To do this, we suggest adding two new RPCs (ComputeTransferPlan, AdvertiseInventory) and one additive WorkerMetadata.labels field. The existing four RPCs are unchanged.
To start with, hide the feature behind a feature flag like MX_USE_TRANSFER_PLAN=1. Clients by default will continue to be in charge of their own peer selection.
Rationale
Doing server-side planning has a lot of downstream benefits:
-
Load- or topology-aware peer preferences need a view of cluster and workload state that no individual client has, and that shouldn't be a client responsibility to gather. Moving planning server side makes ranking potential transfer routes between candidate peers possible later (see Future work).
-
A single peer pod (or process) may not hold the entire model's weights. A planner lets clients build a transfer plan spanning multiple peers that assembles the complete set of weights they need, and this keeps working as experts are rebalanced.
-
In a multi-tenant deployment, how peers are selected (or excluded) should be set centrally by the cluster operator.
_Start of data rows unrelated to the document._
use std::collections::HashMap;
use std::sync::Arc;

use async_trait::async_trait;
use tokio::sync::RwLock;

use liwa_core::domain::reservation::{
    EvidenceId, ReferenceCode, Reservation, ReservationStatus,
};

use super::{
    EvidenceRecord, EvidenceStore, ReservationChanges, ReservationFilter, ReservationStore,
    StoreError,
};

/// Map-backed store for tests and local development. Mirrors the SQL
/// store's version semantics exactly.
#[derive(Clone, Default)]
pub struct InMemoryReservationStore {
    inner: Arc<RwLock<HashMap<String, Reservation>>>,
}

impl InMemoryReservationStore {
    pub fn new() -> Self {
        Self::default()
    }

    pub async fn snapshot(&self) -> Vec<Reservation> {
        self.inner.read().await.values().cloned().collect()
    }
}

#[async_trait]
impl ReservationStore for InMemoryReservationStore {
    async fn create(&self, reservation: Reservation) -> Result<(), StoreError> {
        let mut guard = self.inner.write().await;
        if guard.contains_key(&reservation.reference.0) {
            return Err(StoreError::DuplicateReference {
                reference: reservation.reference.0.clone(),
            });
        }
        guard.insert(reservation.reference.0.clone(), reservation);
        Ok(())
    }

    async fn find_by_reference(
        &self,
        reference: &ReferenceCode,
    ) -> Result<Option<Reservation>, StoreError> {
        Ok(self.inner.read().await.get(&reference.0).cloned())
    }

    async fn list(&self, filter: ReservationFilter) -> Result<Vec<Reservation>, StoreError> {
        let guard = self.inner.read().await;
        let needle = filter.search.map(|value| value.to_lowercase());

        let mut matches: Vec<Reservation> = guard
            .values()
            .filter(|reservation| {
                filter.status.map_or(true, |status| reservation.status == status)
            })
            .filter(|reservation| {
                filter.check_in_from.map_or(true, |from| reservation.check_in >= from)
                    && filter.check_in_to.map_or(true, |to| reservation.check_in <= to)
            })
            .filter(|reservation| {
                needle.as_deref().map_or(true, |needle| {
                    reservation.reference.0.to_lowercase().contains(needle)
                        || reservation.guest.first_name.to_lowercase().contains(needle)
                        || reservation.guest.last_name.to_lowercase().contains(needle)
                        || reservation.guest.email.to_lowercase().contains(needle)
                })
            })
            .cloned()
            .collect();

        matches.sort_by(|a, b| b.created_at.cmp(&a.created_at));
        Ok(matches)
    }

    async fn update_fields(
        &self,
        reference: &ReferenceCode,
        changes: ReservationChanges,
        expected_version: u32,
    ) -> Result<Reservation, StoreError> {
        let mut guard = self.inner.write().await;
        let reservation = guard
            .get_mut(&reference.0)
            .ok_or_else(|| StoreError::NotFound { reference: reference.0.clone() })?;

        if reservation.version != expected_version {
            return Err(StoreError::VersionConflict { reference: reference.0.clone() });
        }

        reservation.room = changes.room;
        reservation.check_in = changes.check_in;
        reservation.check_out = changes.check_out;
        reservation.adults = changes.adults;
        reservation.children = changes.children;
        reservation.guest.phone = changes.phone;
        reservation.add_ons = changes.add_ons;
        reservation.total_amount = changes.total_amount;
        reservation.version += 1;

        Ok(reservation.clone())
    }

    async fn update_status(
        &self,
        reference: &ReferenceCode,
        status: ReservationStatus,
        expected_version: u32,
    ) -> Result<Reservation, StoreError> {
        let mut guard = self.inner.write().await;
        let reservation = guard
            .get_mut(&reference.0)
            .ok_or_else(|| StoreError::NotFound { reference: reference.0.clone() })?;

        if reservation.version != expected_version {
            return Err(StoreError::VersionConflict { reference: reference.0.clone() });
        }

        reservation.status = status;
        reservation.version += 1;
        Ok(reservation.clone())
    }
}

#[derive(Clone, Default)]
pub struct InMemoryEvidenceStore {
    inner: Arc<RwLock<HashMap<String, EvidenceRecord>>>,
}

impl InMemoryEvidenceStore {
    pub fn new() -> Self {
        Self::default()
    }
}

#[async_trait]
impl EvidenceStore for InMemoryEvidenceStore {
    async fn save(&self, record: EvidenceRecord) -> Result<(), StoreError> {
        self.inner.write().await.insert(record.id.0.clone(), record);
        Ok(())
    }

    async fn find_by_id(&self, id: &EvidenceId) -> Result<Option<EvidenceRecord>, StoreError> {
        Ok(self.inner.read().await.get(&id.0).cloned())
    }
}

#[cfg(test)]
mod tests {
    use chrono::{NaiveDate, TimeZone, Utc};

    use liwa_core::catalog::{AddOn, RoomCategory};
    use liwa_core::domain::reservation::{
        GuestIdentity, PaymentMethod, ReferenceCode, Reservation, ReservationId, ReservationStatus,
    };

    use super::InMemoryReservationStore;
    use crate::repositories::{
        ReservationChanges, ReservationFilter, ReservationStore, StoreError,
    };

    fn sample(reference: &str) -> Reservation {
        Reservation {
            id: ReservationId(format!("id-{reference}")),
            reference: ReferenceCode(reference.to_string()),
            guest: GuestIdentity {
                first_name: "Ana".to_string(),
                last_name: "Reyes".to_string(),
                email: "ana@example.com".to_string(),
                phone: "0917 555 0155".to_string(),
            },
            room: RoomCategory::CoupleTepee,
            check_in: NaiveDate::from_ymd_opt(2025, 6, 6).unwrap(),
            check_out: NaiveDate::from_ymd_opt(2025, 6, 7).unwrap(),
            adults: 2,
            children: 0,
            add_ons: vec![],
            total_amount: 2_999,
            status: ReservationStatus::Pending,
            payment_method: PaymentMethod::Gcash,
            evidence: None,
            version: 0,
            created_at: Utc.with_ymd_and_hms(2025, 6, 1, 8, 0, 0).unwrap(),
        }
    }

    #[tokio::test]
    async fn version_conflicts_match_the_sql_store() {
        let store = InMemoryReservationStore::new();
        let reservation = sample("REF100000010");
        store.create(reservation.clone()).await.expect("create");

        let changes = ReservationChanges {
            room: RoomCategory::StandardTepee,
            check_in: reservation.check_in,
            check_out: reservation.check_out,
            adults: 3,
            children: 1,
            phone: reservation.guest.phone.clone(),
            add_ons: vec![AddOn::PetFee],
            total_amount: 5_499,
        };

        let updated = store
            .update_fields(&reservation.reference, changes.clone(), 0)
            .await
            .expect("first update");
        assert_eq!(updated.version, 1);

        let error = store
            .update_fields(&reservation.reference, changes, 0)
            .await
            .expect_err("stale update");
        assert!(matches!(error, StoreError::VersionConflict { .. }));
    }

    #[tokio::test]
    async fn list_filters_by_check_in_date_range() {
        let store = InMemoryReservationStore::new();

        let june = sample("REF100000012");
        store.create(june.clone()).await.expect("create june stay");

        let mut august = sample("REF100000013");
        august.check_in = NaiveDate::from_ymd_opt(2025, 8, 15).unwrap();
        august.check_out = NaiveDate::from_ymd_opt(2025, 8, 16).unwrap();
        store.create(august.clone()).await.expect("create august stay");

        let bounded = store
            .list(ReservationFilter {
                check_in_from: Some(NaiveDate::from_ymd_opt(2025, 8, 1).unwrap()),
                check_in_to: Some(NaiveDate::from_ymd_opt(2025, 8, 31).unwrap()),
                ..ReservationFilter::default()
            })
            .await
            .expect("list by date range");
        assert_eq!(bounded, vec![august.clone()]);

        // Inclusive on both ends.
        let exact = store
            .list(ReservationFilter {
                check_in_from: Some(august.check_in),
                check_in_to: Some(august.check_in),
                ..ReservationFilter::default()
            })
            .await
            .expect("list by exact date");
        assert_eq!(exact, vec![august]);

        let excluded = store
            .list(ReservationFilter {
                check_in_to: Some(NaiveDate::from_ymd_opt(2025, 5, 31).unwrap()),
                ..ReservationFilter::default()
            })
            .await
            .expect("list before the range");
        assert!(excluded.is_empty());
    }

    #[tokio::test]
    async fn duplicate_create_is_rejected() {
        let store = InMemoryReservationStore::new();
        store.create(sample("REF100000011")).await.expect("create");
        let error = store.create(sample("REF100000011")).await.expect_err("duplicate");
        assert!(matches!(error, StoreError::DuplicateReference { .. }));
    }
}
Individual badly-behaving clients (e.g. crashlooping pods from one tenant) shouldn't be able to disrupt other workloads' transfers.
-
Assigning disjoint slices across peers naturally parlays into parallel downloads, which maximizes performance. It also opens the door to a planner that trades latency to minimize fabric congestion — again requiring a global view of health that shouldn't be a client's job to compute.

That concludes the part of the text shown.